Records:
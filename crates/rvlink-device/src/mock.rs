//! Mock collaborators for testing
//!
//! Hand-written fakes for the transport, session manager, snapshot cache,
//! and device handle. Used by the unit tests here and by the integration
//! tests in `rvlink-tests`.

use std::collections::{HashMap, VecDeque};
use std::sync::atomic::{AtomicBool, AtomicUsize, Ordering};
use std::time::Duration;

use async_trait::async_trait;
use parking_lot::{Mutex, RwLock};
use tokio_util::sync::CancellationToken;

use rvlink_core::{
    ActiveConnection, DeviceHandle, DeviceRef, DeviceType, Pid, PidTransport, ProtocolPid,
    SessionController, SessionError, SessionType, SnapshotCache, TransportError,
};

/// Mock device handle with settable connection and firmware state.
pub struct MockDeviceHandle {
    device: DeviceRef,
    connection: RwLock<ActiveConnection>,
    firmware_active: AtomicBool,
    auto_clear_lockout: bool,
    lockout_clears: AtomicUsize,
}

impl MockDeviceHandle {
    pub fn new(id: &str) -> Self {
        Self::with_type(id, DeviceType(0x10))
    }

    pub fn with_type(id: &str, device_type: DeviceType) -> Self {
        Self {
            device: DeviceRef::new(id, device_type),
            connection: RwLock::new(ActiveConnection::Direct),
            firmware_active: AtomicBool::new(false),
            auto_clear_lockout: false,
            lockout_clears: AtomicUsize::new(0),
        }
    }

    pub fn with_auto_clear_lockout(mut self) -> Self {
        self.auto_clear_lockout = true;
        self
    }

    pub fn set_connection(&self, connection: ActiveConnection) {
        *self.connection.write() = connection;
    }

    pub fn set_firmware_update_active(&self, active: bool) {
        self.firmware_active.store(active, Ordering::SeqCst);
    }

    pub fn lockout_clears(&self) -> usize {
        self.lockout_clears.load(Ordering::SeqCst)
    }
}

impl DeviceHandle for MockDeviceHandle {
    fn device_ref(&self) -> &DeviceRef {
        &self.device
    }

    fn active_connection(&self) -> ActiveConnection {
        *self.connection.read()
    }

    fn auto_clear_transit_lockout(&self) -> bool {
        self.auto_clear_lockout
    }

    fn clear_transit_lockout(&self) {
        self.lockout_clears.fetch_add(1, Ordering::SeqCst);
    }

    fn firmware_update_active(&self) -> bool {
        self.firmware_active.load(Ordering::SeqCst)
    }
}

/// Mock pid transport with scripted values, latency, and failure injection.
pub struct MockPidTransport {
    values: RwLock<HashMap<(String, u16, Option<u16>), u64>>,
    latency: RwLock<Duration>,
    read_error: RwLock<Option<TransportError>>,
    write_error: RwLock<Option<TransportError>>,
    reads: AtomicUsize,
    writes: AtomicUsize,
    accept_raw: AtomicBool,
    raw_commands: Mutex<Vec<(u8, Vec<u8>)>>,
}

impl Default for MockPidTransport {
    fn default() -> Self {
        Self::new()
    }
}

impl MockPidTransport {
    pub fn new() -> Self {
        Self {
            values: RwLock::new(HashMap::new()),
            latency: RwLock::new(Duration::ZERO),
            read_error: RwLock::new(None),
            write_error: RwLock::new(None),
            reads: AtomicUsize::new(0),
            writes: AtomicUsize::new(0),
            accept_raw: AtomicBool::new(true),
            raw_commands: Mutex::new(Vec::new()),
        }
    }

    pub fn set_value(&self, device: &DeviceRef, pid: ProtocolPid, sub: Option<u16>, value: u64) {
        self.values
            .write()
            .insert((device.id.clone(), pid.0, sub), value);
    }

    pub fn value(&self, device: &DeviceRef, pid: ProtocolPid, sub: Option<u16>) -> Option<u64> {
        self.values
            .read()
            .get(&(device.id.clone(), pid.0, sub))
            .copied()
    }

    /// Per-call latency, cancellable through the operation's token.
    pub fn set_latency(&self, latency: Duration) {
        *self.latency.write() = latency;
    }

    pub fn fail_reads(&self, error: Option<TransportError>) {
        *self.read_error.write() = error;
    }

    pub fn fail_writes(&self, error: Option<TransportError>) {
        *self.write_error.write() = error;
    }

    pub fn read_count(&self) -> usize {
        self.reads.load(Ordering::SeqCst)
    }

    pub fn write_count(&self) -> usize {
        self.writes.load(Ordering::SeqCst)
    }

    pub fn set_accept_raw(&self, accept: bool) {
        self.accept_raw.store(accept, Ordering::SeqCst);
    }

    /// Raw command frames seen so far, oldest first.
    pub fn raw_commands(&self) -> Vec<(u8, Vec<u8>)> {
        self.raw_commands.lock().clone()
    }

    async fn simulate_latency(&self, cancel: &CancellationToken) -> Result<(), TransportError> {
        let latency = *self.latency.read();
        if latency.is_zero() {
            return Ok(());
        }
        tokio::select! {
            _ = cancel.cancelled() => Err(TransportError::Canceled),
            _ = tokio::time::sleep(latency) => Ok(()),
        }
    }
}

#[async_trait]
impl PidTransport for MockPidTransport {
    async fn read_pid(
        &self,
        device: &DeviceRef,
        pid: ProtocolPid,
        sub_address: Option<u16>,
        cancel: &CancellationToken,
    ) -> Result<u64, TransportError> {
        self.reads.fetch_add(1, Ordering::SeqCst);
        self.simulate_latency(cancel).await?;
        if let Some(error) = self.read_error.read().clone() {
            return Err(error);
        }
        self.value(device, pid, sub_address)
            .ok_or_else(|| TransportError::ReceiveFailed("no scripted value".to_string()))
    }

    async fn write_pid(
        &self,
        device: &DeviceRef,
        pid: ProtocolPid,
        sub_address: Option<u16>,
        value: u64,
        _session: SessionType,
        cancel: &CancellationToken,
    ) -> Result<(), TransportError> {
        self.writes.fetch_add(1, Ordering::SeqCst);
        self.simulate_latency(cancel).await?;
        if let Some(error) = self.write_error.read().clone() {
            return Err(error);
        }
        self.set_value(device, pid, sub_address, value);
        Ok(())
    }

    fn send_raw_command(&self, _device: &DeviceRef, command_byte: u8, payload: &[u8]) -> bool {
        if !self.accept_raw.load(Ordering::SeqCst) {
            return false;
        }
        self.raw_commands
            .lock()
            .push((command_byte, payload.to_vec()));
        true
    }
}

/// Mock session controller with a scriptable activation outcome.
pub struct MockSessionController {
    activation_error: RwLock<Option<SessionError>>,
    scripted_errors: Mutex<VecDeque<SessionError>>,
    activation_latency: RwLock<Duration>,
    activations: AtomicUsize,
    deactivations: Mutex<Vec<(SessionType, bool)>>,
    active: AtomicBool,
}

impl Default for MockSessionController {
    fn default() -> Self {
        Self::new()
    }
}

impl MockSessionController {
    pub fn new() -> Self {
        Self {
            activation_error: RwLock::new(None),
            scripted_errors: Mutex::new(VecDeque::new()),
            activation_latency: RwLock::new(Duration::ZERO),
            activations: AtomicUsize::new(0),
            deactivations: Mutex::new(Vec::new()),
            active: AtomicBool::new(false),
        }
    }

    /// Per-activation latency, cancellable through the caller's token.
    pub fn set_activation_latency(&self, latency: Duration) {
        *self.activation_latency.write() = latency;
    }

    pub fn fail_activation(&self, error: Option<SessionError>) {
        *self.activation_error.write() = error;
    }

    /// Queue a one-shot activation failure; consumed before the persistent
    /// `fail_activation` setting is consulted.
    pub fn queue_activation_error(&self, error: SessionError) {
        self.scripted_errors.lock().push_back(error);
    }

    pub fn activation_count(&self) -> usize {
        self.activations.load(Ordering::SeqCst)
    }

    pub fn deactivations(&self) -> Vec<(SessionType, bool)> {
        self.deactivations.lock().clone()
    }
}

#[async_trait]
impl SessionController for MockSessionController {
    async fn activate(
        &self,
        _session: SessionType,
        _device: &DeviceRef,
        cancel: &CancellationToken,
        _keep_alive_ms: u32,
        _get_timeout_ms: u32,
    ) -> Result<(), SessionError> {
        self.activations.fetch_add(1, Ordering::SeqCst);
        if cancel.is_cancelled() {
            return Err(SessionError::Canceled);
        }
        let latency = *self.activation_latency.read();
        if !latency.is_zero() {
            tokio::select! {
                _ = cancel.cancelled() => return Err(SessionError::Canceled),
                _ = tokio::time::sleep(latency) => {}
            }
        }
        if let Some(error) = self.scripted_errors.lock().pop_front() {
            return Err(error);
        }
        if let Some(error) = self.activation_error.read().clone() {
            return Err(error);
        }
        self.active.store(true, Ordering::SeqCst);
        Ok(())
    }

    fn deactivate(&self, session: SessionType, _device: &DeviceRef, close_session: bool) {
        self.active.store(false, Ordering::SeqCst);
        self.deactivations.lock().push((session, close_session));
    }

    fn is_active(&self, _session: SessionType, _device: &DeviceRef) -> bool {
        self.active.load(Ordering::SeqCst)
    }
}

/// Mock snapshot cache backing auto-caching pid seeds.
#[derive(Default)]
pub struct MockSnapshotCache {
    values: RwLock<HashMap<(String, Pid), u64>>,
}

impl MockSnapshotCache {
    pub fn new() -> Self {
        Self::default()
    }

    pub fn set(&self, device: &DeviceRef, pid: Pid, value: u64) {
        self.values.write().insert((device.id.clone(), pid), value);
    }
}

impl SnapshotCache for MockSnapshotCache {
    fn cached_raw_value(&self, device: &DeviceRef, pid: Pid) -> Option<u64> {
        self.values.read().get(&(device.id.clone(), pid)).copied()
    }
}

What the exercise asks: Everything from the line with "pid.0, sub), value);" through the line with "pub fn set_accept_raw(&self, accept: bool)" should be written out exactly as it appears above, end lines included, and nothing outside that range.

Output:
            .insert((device.id.clone(), pid.0, sub), value);
    }

    pub fn value(&self, device: &DeviceRef, pid: ProtocolPid, sub: Option<u16>) -> Option<u64> {
        self.values
            .read()
            .get(&(device.id.clone(), pid.0, sub))
            .copied()
    }

    /// Per-call latency, cancellable through the operation's token.
    pub fn set_latency(&self, latency: Duration) {
        *self.latency.write() = latency;
    }

    pub fn fail_reads(&self, error: Option<TransportError>) {
        *self.read_error.write() = error;
    }

    pub fn fail_writes(&self, error: Option<TransportError>) {
        *self.write_error.write() = error;
    }

    pub fn read_count(&self) -> usize {
        self.reads.load(Ordering::SeqCst)
    }

    pub fn write_count(&self) -> usize {
        self.writes.load(Ordering::SeqCst)
    }

    pub fn set_accept_raw(&self, accept: bool) {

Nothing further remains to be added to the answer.